Now's a good time to go after more money.
It's fair to say that most of us would rather earn more money at our jobs than less. But these days, getting a boost in pay is especially important.
First of all, a lot of people had to empty their savings accounts or rack up debt to get by during the pandemic. And if you're still in the process of recovering from that blow, then a raise could certainly help you move forward.
Plus, right now, a lot of companies are struggling to staff their businesses. And so your employer may be more likely to agree to a pay boost in an effort to keep you on board.
Over the past year, 28% of workers have asked for a pay raise, according to recent data from Employ. And of those workers, 72% saw their earnings increase as a result.
But if you're going to ask for a raise, it's important to approach that discussion strategically. Here are a few ways to prepare.
1. Research salary data
It's one thing to ask for more money just because, but it's another thing to request a raise because you can prove the average person in your area with your job title earns more than you. That's why it's so important to research salary data before talking money with your employer.
Sites like Salary.com let you dig up earnings data you can put in front of your manager to make the case for more money. And having that information could also help ensure your request comes off as reasonable.
You may, for example, want to boost your current $65,000 a year salary to $80,000. But if the average salary for your job in your area is only $72,000, you might come across as unrealistic. And that's not what you want.
2. Prepare talking points
Maybe you spearheaded a major project last year that made your company more money. Or maybe you have a solid track record of solving problems when other colleagues can't.
Either way, before you have that salary discussion, make a list of the specific ways you add value to your company. That should give you more of a leg to stand on when you ask for a bump in pay.
3. Practice your pitch
Talking salary can be nerve-wracking. After all, there's a lot on the line.
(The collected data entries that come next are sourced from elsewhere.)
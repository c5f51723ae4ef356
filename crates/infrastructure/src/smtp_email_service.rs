//! SMTP email service using the `lettre` crate.

use async_trait::async_trait;
use lettre::message::Mailbox;
use lettre::message::header::ContentType;
use lettre::transport::smtp::authentication::Credentials;
use lettre::{AsyncSmtpTransport, AsyncTransport, Message, Tokio1Executor};
use shutoff_application::EmailService;
use shutoff_core::{AppError, AppResult};
use shutoff_domain::NotificationMessage;

/// SMTP email service configuration.
#[derive(Clone)]
pub struct SmtpEmailConfig {
    /// SMTP server hostname.
    pub host: String,
    /// SMTP server port.
    pub port: u16,
    /// SMTP username.
    pub username: String,
    /// SMTP password.
    pub password: String,
    /// Sender email address.
    pub from_address: String,
}

/// Email service relaying notifications through an SMTP server.
#[derive(Clone)]
pub struct SmtpEmailService {
    config: SmtpEmailConfig,
}

impl SmtpEmailService {
    /// Creates a new SMTP email service.
    #[must_use]
    pub fn new(config: SmtpEmailConfig) -> Self {
        Self { config }
    }

    fn build_message(&self, notification: &NotificationMessage) -> AppResult<Message> {
        let from: Mailbox = self
            .config
            .from_address
            .parse()
            .map_err(|error| AppError::Internal(format!("invalid from address: {error}")))?;

        let mut builder = Message::builder()
            .from(from)
            .subject(notification.subject())
            .header(ContentType::TEXT_PLAIN);

        for recipient in notification.recipients() {
            let mailbox: Mailbox = recipient.parse().map_err(|error| {
                AppError::Internal(format!("invalid recipient address '{recipient}': {error}"))
            })?;
            builder = builder.to(mailbox);
        }

        builder
            .body(notification.body().to_owned())
            .map_err(|error| AppError::Internal(format!("failed to build email: {error}")))
    }
}

#[async_trait]
impl EmailService for SmtpEmailService {
    async fn send_email(&self, message: &NotificationMessage) -> AppResult<String> {
        if message.recipients().is_empty() {
            return Err(AppError::Validation(
                "notification has no recipients".to_owned(),
            ));
        }

        let email = self.build_message(message)?;

        let credentials =
            Credentials::new(self.config.username.clone(), self.config.password.clone());

        let mailer = AsyncSmtpTransport::<Tokio1Executor>::relay(&self.config.host)
            .map_err(|error| {
                AppError::Internal(format!("failed to create SMTP transport: {error}"))
            })?
            .port(self.config.port)
            .credentials(credentials)
            .build();

        let response = mailer
            .send(email)
            .await
            .map_err(|error| AppError::Internal(format!("failed to send email: {error}")))?;

        Ok(response
            .message()
            .map(ToString::to_string)
            .collect::<Vec<String>>()
            .join(" "))
    }
}
//! Redis-backed remediation request store.

use std::collections::HashMap;

use async_trait::async_trait;
use redis::{AsyncCommands, Script};

use shutoff_application::{RemediationRecord, RemediationRepository};
use shutoff_core::{AppError, AppResult};

use crate::remediation_attributes;

const INSERT_IF_ABSENT_SCRIPT: &str = r#"
if redis.call('EXISTS', KEYS[1]) == 1 then
  return 0
end
redis.call('HSET', KEYS[1], unpack(ARGV))
return 1
"#;

/// `HSET` arguments for the insert script, alternating attribute name and value.
fn insert_arguments(record: &RemediationRecord) -> Vec<String> {
    remediation_attributes::record_attributes(record)
        .into_iter()
        .flat_map(|(name, value)| [name.to_owned(), value])
        .collect()
}

/// Redis implementation of the remediation repository port.
///
/// Each request is a hash under `<key_prefix>:<request_id>`.
#[derive(Clone)]
pub struct RedisRemediationRepository {
    client: redis::Client,
    key_prefix: String,
}

impl RedisRemediationRepository {
    /// Creates a repository with a configured Redis client and key prefix.
    #[must_use]
    pub fn new(client: redis::Client, key_prefix: impl Into<String>) -> Self {
        Self {
            client,
            key_prefix: key_prefix.into(),
        }
    }

    fn key_for(&self, request_id: &str) -> String {
        format!("{}:{request_id}", self.key_prefix)
    }

    async fn connection(&self) -> AppResult<redis::aio::MultiplexedConnection> {
        self.client
            .get_multiplexed_async_connection()
            .await
            .map_err(|error| AppError::Internal(format!("failed to connect to redis: {error}")))
    }
}

#[async_trait]
impl RemediationRepository for RedisRemediationRepository {
    async fn insert_request(&self, record: RemediationRecord) -> AppResult<()> {
        let mut connection = self.connection().await?;

        let mut invocation = Script::new(INSERT_IF_ABSENT_SCRIPT).prepare_invoke();
        invocation.key(self.key_for(record.request_id.as_str()));
        for argument in insert_arguments(&record) {
            invocation.arg(argument);
        }

        let inserted: i32 = invocation
            .invoke_async(&mut connection)
            .await
            .map_err(|error| {
                AppError::Internal(format!("failed to store remediation request: {error}"))
            })?;

        if inserted == 0 {
            return Err(AppError::Conflict(format!(
                "remediation request '{}' already exists",
                record.request_id
            )));
        }

        Ok(())
    }

    async fn find_request(&self, request_id: &str) -> AppResult<Option<RemediationRecord>> {
        let mut connection = self.connection().await?;

        let stored: HashMap<String, String> = connection
            .hgetall(self.key_for(request_id))
            .await
            .map_err(|error| {
                AppError::Internal(format!("failed to load remediation request: {error}"))
            })?;

        if stored.is_empty() {
            return Ok(None);
        }

        remediation_attributes::record_from_attributes(|name| stored.get(name).cloned()).map(Some)
    }
}
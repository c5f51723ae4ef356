//! Shared AWS configuration.
//!
//! Credentials and defaults are loaded once for the home region. Regional
//! clients are derived from the same configuration with the region replaced.

use std::sync::Arc;

use aws_config::{BehaviorVersion, Region, SdkConfig};

/// Loaded AWS configuration used to build service clients.
#[derive(Clone)]
pub struct AwsContext {
    config: Arc<SdkConfig>,
    home_region: String,
}

impl AwsContext {
    /// Loads AWS configuration from the environment for `home_region`.
    pub async fn load(home_region: &str) -> Self {
        let config = aws_config::defaults(BehaviorVersion::latest())
            .region(Region::new(home_region.to_owned()))
            .load()
            .await;

        Self::from_sdk_config(config, home_region)
    }

    /// Wraps an already loaded configuration.
    #[must_use]
    pub fn from_sdk_config(config: SdkConfig, home_region: &str) -> Self {
        Self {
            config: Arc::new(config),
            home_region: home_region.to_owned(),
        }
    }

    /// Returns the region used for account-wide clients.
    #[must_use]
    pub fn home_region(&self) -> &str {
        self.home_region.as_str()
    }

    fn regional_config(&self, region: &str) -> SdkConfig {
        self.config
            .to_builder()
            .region(Region::new(region.to_owned()))
            .build()
    }

    /// EC2 client for `region`.
    #[must_use]
    pub fn ec2_client(&self, region: &str) -> aws_sdk_ec2::Client {
        aws_sdk_ec2::Client::new(&self.regional_config(region))
    }

    /// SageMaker client for `region`.
    #[must_use]
    pub fn sagemaker_client(&self, region: &str) -> aws_sdk_sagemaker::Client {
        aws_sdk_sagemaker::Client::new(&self.regional_config(region))
    }

    /// CloudTrail client for `region`.
    #[must_use]
    pub fn cloudtrail_client(&self, region: &str) -> aws_sdk_cloudtrail::Client {
        aws_sdk_cloudtrail::Client::new(&self.regional_config(region))
    }

    /// DynamoDB client in the home region.
    #[must_use]
    pub fn dynamodb_client(&self) -> aws_sdk_dynamodb::Client {
        aws_sdk_dynamodb::Client::new(&self.config)
    }

    /// SES client in the home region.
    #[must_use]
    pub fn ses_client(&self) -> aws_sdk_sesv2::Client {
        aws_sdk_sesv2::Client::new(&self.config)
    }
}

impl std::fmt::Debug for AwsContext {
    fn fmt(&self, formatter: &mut std::fmt::Formatter<'_>) -> std::fmt::Result {
        formatter
            .debug_struct("AwsContext")
            .field("home_region", &self.home_region)
            .finish_non_exhaustive()
    }
}
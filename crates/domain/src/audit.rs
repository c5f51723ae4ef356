//! Audit trail events and the ownership derived from them.

use serde_json::Value;
use thiserror::Error;

use crate::ResourceKind;

/// Greeting used when no audit event names the resource owner.
pub const UNKNOWN_OWNER_PLACEHOLDER: &str = "unknown owner";

/// Resource touched by an audit event, as reported by the audit log.
#[derive(Debug, Clone, PartialEq, Eq)]
pub struct AuditResourceRef {
    /// Provider resource type tag, e.g. `AWS::EC2::Instance`.
    pub resource_type: String,
    /// Free-text resource identifier.
    pub resource_name: String,
}

/// Borrowed view of one resource reference extracted from an event.
#[derive(Debug, Clone, Copy, PartialEq, Eq)]
pub struct ResourceReference<'a> {
    /// Resource type tag.
    pub resource_type: &'a str,
    /// Resource identifier.
    pub resource_id: &'a str,
}

/// Raised when an event lacks the linkage a resource kind reads from it.
#[derive(Debug, Clone, PartialEq, Eq, Error)]
#[error("audit event '{event_name}' has no '{key}' in its payload")]
pub struct MalformedAuditPayload {
    /// Name of the offending event.
    pub event_name: String,
    /// Payload path that was expected.
    pub key: &'static str,
}

/// Immutable audit log record of an API action.
#[derive(Debug, Clone, PartialEq)]
pub struct AuditEvent {
    event_name: String,
    actor: Option<String>,
    resources: Vec<AuditResourceRef>,
    payload: Option<Value>,
}

const RESPONSE_ELEMENTS_KEY: &str = "responseElements";
const NOTEBOOK_ARN_KEY: &str = "responseElements.notebookInstanceArn";

impl AuditEvent {
    /// Creates an audit event.
    #[must_use]
    pub fn new(
        event_name: impl Into<String>,
        actor: Option<String>,
        resources: Vec<AuditResourceRef>,
        payload: Option<Value>,
    ) -> Self {
        Self {
            event_name: event_name.into(),
            actor: actor.filter(|value| !value.trim().is_empty()),
            resources,
            payload,
        }
    }

    /// Returns the event name.
    #[must_use]
    pub fn event_name(&self) -> &str {
        self.event_name.as_str()
    }

    /// Returns the principal that performed the action, if recorded.
    #[must_use]
    pub fn actor(&self) -> Option<&str> {
        self.actor.as_deref()
    }

    /// Returns the resources attached to the event by the audit log.
    #[must_use]
    pub fn resources(&self) -> &[AuditResourceRef] {
        &self.resources
    }

    /// Returns the raw event payload.
    #[must_use]
    pub fn payload(&self) -> Option<&Value> {
        self.payload.as_ref()
    }

    /// Extracts the references this event holds for resources of `kind`.
    ///
    /// Compute events list their instances in the resource table. Notebook
    /// events only report the created ARN inside the response payload, which
    /// is not guaranteed to be present.
    pub fn references(
        &self,
        kind: ResourceKind,
    ) -> Result<Vec<ResourceReference<'_>>, MalformedAuditPayload> {
        match kind {
            ResourceKind::Compute => Ok(self
                .resources
                .iter()
                .map(|resource| ResourceReference {
                    resource_type: resource.resource_type.as_str(),
                    resource_id: resource.resource_name.as_str(),
                })
                .collect()),
            ResourceKind::Notebook => {
                let response = self
                    .payload
                    .as_ref()
                    .and_then(|payload| payload.get(RESPONSE_ELEMENTS_KEY))
                    .ok_or_else(|| self.malformed(RESPONSE_ELEMENTS_KEY))?;
                let arn = response
                    .get("notebookInstanceArn")
                    .and_then(Value::as_str)
                    .ok_or_else(|| self.malformed(NOTEBOOK_ARN_KEY))?;

                Ok(vec![ResourceReference {
                    resource_type: kind.audit_resource_type(),
                    resource_id: arn,
                }])
            }
        }
    }

    fn malformed(&self, key: &'static str) -> MalformedAuditPayload {
        MalformedAuditPayload {
            event_name: self.event_name.clone(),
            key,
        }
    }
}

/// Who a running resource is attributed to.
#[derive(Debug, Clone, PartialEq, Eq)]
pub enum Ownership {
    /// Principal recorded by the matching audit event.
    Known(String),
    /// No audit event matched, or the match carried no principal.
    Unknown,
}

impl Ownership {
    /// Builds ownership from an optional actor.
    #[must_use]
    pub fn from_actor(actor: Option<&str>) -> Self {
        match actor {
            Some(actor) => Self::Known(actor.to_owned()),
            None => Self::Unknown,
        }
    }

    /// Returns the resolved actor.
    #[must_use]
    pub fn actor(&self) -> Option<&str> {
        match self {
            Self::Known(actor) => Some(actor.as_str()),
            Self::Unknown => None,
        }
    }

    /// Returns the actor when it can receive mail.
    #[must_use]
    pub fn email_address(&self) -> Option<&str> {
        self.actor().filter(|actor| actor.contains('@'))
    }

    /// Name used to greet the owner.
    #[must_use]
    pub fn greeting_name(&self) -> &str {
        self.actor().unwrap_or(UNKNOWN_OWNER_PLACEHOLDER)
    }
}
That's why it could pay to run through your pitch before getting in front of your boss. You can practice in front of a mirror or enlist the help of a friend to be your sounding board. If you go the latter route, that friend may be able to offer up some tips on how to make the most effective argument.
Go after the money
With living costs up across the board and so many people spending more money on essentials, now's an important time to pursue a raise. Just make sure to prepare for that conversation accordingly.